As this research continues to unfold in counselor education programs, more specific forms and examples will take hold. For now, though, these suggestions leave open the possibility of a fruitful integration of contemplative practices into educating counselors.

Bibliography

  • Barbezat, D., & Bush, M. (2014). Contemplative Practices in Higher Education: Powerful Methods to Transform Teaching and Learning. Jossey-Bass, a Wiley brand.

  • Braun, E. (2016). Birth of insight: Meditation, Modern Buddhism, and the Burmese Monk Ledi Sayadaw (Paperback edition). University of Chicago Press.

  • Corey, G. (2017). Theory and practice of counseling and psychotherapy (Tenth edition). Cengage Learning.

  • Harrington, A., & Dunne, J. D. (2015). When mindfulness is therapy: Ethical qualms, historical perspectives. American Psychologist, 70(7), 621–631. https://doi.org/10.1037/a0039460

  • Komjathy, L. (2018). Introducing Contemplative Studies (First Edition). Wiley.

  • McMahan, D. L. (2008). The Making of Buddhist Modernism. Oxford University Press.

  • Purser, R. E. (2019). McMindfulness: How Mindfulness Became the New Capitalist Spirituality. Repeater.

  • Thompson, E. (2020). Why I Am Not a Buddhist. Yale University Press.

  • Wit, H. F. de. (1991). Contemplative psychology. Duquesne University Press.

  • Wampold, B. E., & Imel, Z. E. (2015). The great psychotherapy debate: The evidence for what makes psychotherapy work (Second edition). Routledge.

Footnotes

  1. This is also what makes secular and therapeutic mindfulness susceptible to cultural and economic appropriation.

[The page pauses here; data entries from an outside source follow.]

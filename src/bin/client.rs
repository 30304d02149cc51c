//! RDT 클라이언트 - Reliable Data Transfer
//!
//! 서버와 핸드쉐이크 후 메시지를 보내고, 모두 확인되면 종료한다.
//! `--message`가 없으면 표준 입력의 각 줄을 메시지로 보낸다.
//!
//! 사용법:
//!   cargo run --release --bin rdt-client -- [OPTIONS]
//!
//! 예시:
//!   # Selective Repeat, 20% 손실
//!   cargo run --release --bin rdt-client -- --mode sr --loss 0.2 --seed 7 \
//!     -m "Esta é uma mensagem de teste com mais de trinta caracteres"
//!
//!   # 암호화 + 비트 반전 손상
//!   cargo run --release --bin rdt-client -- -e --corrupt 0.1 --error-type bit_flip

use clap::Parser;
use tokio::io::{AsyncBufReadExt, BufReader};
use tokio::net::TcpStream;
use tracing::{error, info, warn};
use tracing_subscriber::EnvFilter;

use rdt::framing::{MessageReader, MessageWriter};
use rdt::handshake::client_handshake;
use rdt::{
    Config, CorruptionKind, Error, FaultConfig, FaultInjector, OperationMode, Session,
    SessionEvent, DEFAULT_MAX_MESSAGE_SIZE, DEFAULT_MAX_RETRANSMITS, DEFAULT_TIMEOUT_MS,
};

#[derive(Parser, Debug)]
#[command(name = "rdt-client", version, about = "RDT 클라이언트 - Go-Back-N / Selective Repeat 신뢰성 전송")]
struct Args {
    /// 서버 주소
    #[arg(short, long, default_value = "127.0.0.1:9000")]
    server: String,

    /// ARQ 모드 (GO_BACK_N | SELECTIVE_REPEAT, gbn | sr)
    #[arg(long, default_value = "GO_BACK_N")]
    mode: OperationMode,

    /// 암호화 활성화 (X25519 + ChaCha20-Poly1305)
    #[arg(short, long)]
    encrypt: bool,

    /// 최대 메시지 크기 (문자, 최소 30)
    #[arg(long, default_value_t = DEFAULT_MAX_MESSAGE_SIZE)]
    max_message_size: usize,

    /// 재전송 타임아웃 (밀리초)
    #[arg(long, default_value_t = DEFAULT_TIMEOUT_MS)]
    timeout_ms: u64,

    /// 패킷당 최대 재전송 횟수
    #[arg(long, default_value_t = DEFAULT_MAX_RETRANSMITS)]
    max_retransmits: u32,

    /// 송신 패킷 손실 확률 (0.0~1.0)
    #[arg(long, default_value_t = 0.0)]
    loss: f64,

    /// 송신 패킷 손상 확률 (0.0~1.0)
    #[arg(long, default_value_t = 0.0)]
    corrupt: f64,

    /// 손상 방식 (random, bit_flip, character_change)
    #[arg(long, default_value = "random")]
    error_type: CorruptionKind,

    /// 시뮬레이션 시드
    #[arg(long)]
    seed: Option<u64>,

    /// 보낼 메시지 (여러 번 지정 가능)
    #[arg(short, long)]
    message: Vec<String>,
}

impl Args {
    fn to_config(&self) -> Config {
        Config {
            operation_mode: self.mode,
            encryption_enabled: self.encrypt,
            max_message_size: self.max_message_size,
            timeout_ms: self.timeout_ms,
            max_retransmits: self.max_retransmits,
            fault: FaultConfig {
                loss_probability: self.loss,
                corruption_probability: self.corrupt,
                corruption: self.error_type,
                seed: self.seed,
            },
            ..Config::default()
        }
    }
}

#[tokio::main]
async fn main() -> Result<(), Box<dyn std::error::Error>> {
    // 로깅 설정 (RUST_LOG, 기본 info)
    let filter = EnvFilter::try_from_default_env().unwrap_or_else(|_| EnvFilter::new("info"));
    tracing_subscriber::fmt().with_env_filter(filter).init();

    let args = Args::parse();
    let config = args.to_config();
    config.validate()?;

    info!("RDT Client connecting to {}...", args.server);
    let stream = TcpStream::connect(&args.server).await?;
    stream.set_nodelay(true)?;
    let (read_half, write_half) = stream.into_split();
    let mut reader = MessageReader::new(read_half);
    let mut writer = MessageWriter::new(write_half);

    let negotiated = client_handshake(&mut reader, &mut writer, &config).await?;
    let params = negotiated.session_params(&config);
    info!("Mode: {}, window: {}", params.mode, params.window_size);

    let fault = config
        .fault
        .is_active()
        .then(|| FaultInjector::new(config.fault.clone()));
    let mut handle = Session::spawn(reader, writer, params, negotiated.cipher, fault);

    let messages = if args.message.is_empty() {
        info!("표준 입력에서 메시지 읽는 중 (줄 단위, EOF로 종료)");
        let mut lines = BufReader::new(tokio::io::stdin()).lines();
        let mut messages = Vec::new();
        while let Some(line) = lines.next_line().await? {
            let line = line.trim_end().to_string();
            if !line.is_empty() {
                messages.push(line);
            }
        }
        messages
    } else {
        args.message.clone()
    };

    for message in messages {
        match handle.send(message).await {
            Ok(()) => {}
            Err(e @ (Error::MessageTooShort { .. } | Error::MessageTooLong { .. })) => {
                warn!("메시지 건너뜀: {}", e);
            }
            Err(e) => return Err(e.into()),
        }
    }
    handle.finish().await?;

    let mut failed = false;
    while let Some(event) = handle.next_event().await {
        match event {
            SessionEvent::Message(text) => println!("수신: {}", text),
            SessionEvent::Failed(reason) => {
                error!("전송 실패: {}", reason);
                failed = true;
            }
            SessionEvent::Closed => info!("모든 메시지 전달 완료"),
        }
    }
    handle.join().await?;

    println!("{}", handle.stats().summary());
    if failed {
        std::process::exit(1);
    }
    Ok(())
}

See esp. Purser, "McMindfulness."
  2. A much more common reaction than you may think, and one that I have struggled with in the past when coming to terms with the uniquely colonial enterprise that popularized mindfulness in western countries in the late 19th and early 20th centuries.
  3. By extension, Thompson claims this is a core component of Buddhist Modernism. One may also claim (as I try below) that even the use of mindfulness in therapy and counseling brings some of the core assumptions of Buddhist Modernism. See McMahan (2008) for a fuller discussion of the many sprouts of Buddhism in modernity, including healthcare, education, and research. 
  4. See Thompson's blog post in Yale Books (Archive.is link) for a good overview of the argument.
  5. Thompson is again influential here, as he is a coauthor of the book which elucidates this approach: The Embodied Mind: Cognitive Science and Human Experience.
  6. Again, Thompson's Why I am Not a Buddhist. If you're at all interested in this topic, his book is quite accessible as a survey of concerns relevant to contemplative studies more generally―and it is incredibly well-argued. 
  7. This post certainly cannot capture all of the hidden assumptions of Buddhist Modernism as they manifest in the research and practice of counseling and psychotherapy. In fact, the reason for this blog is to begin to uncover precisely this influence. McMahan (2008) explores this new religious trend at length, both historically and philosophically.
  8. Louis Komjathy makes this argument across his lectures and especially in his book, Introducing Contemplative Studies.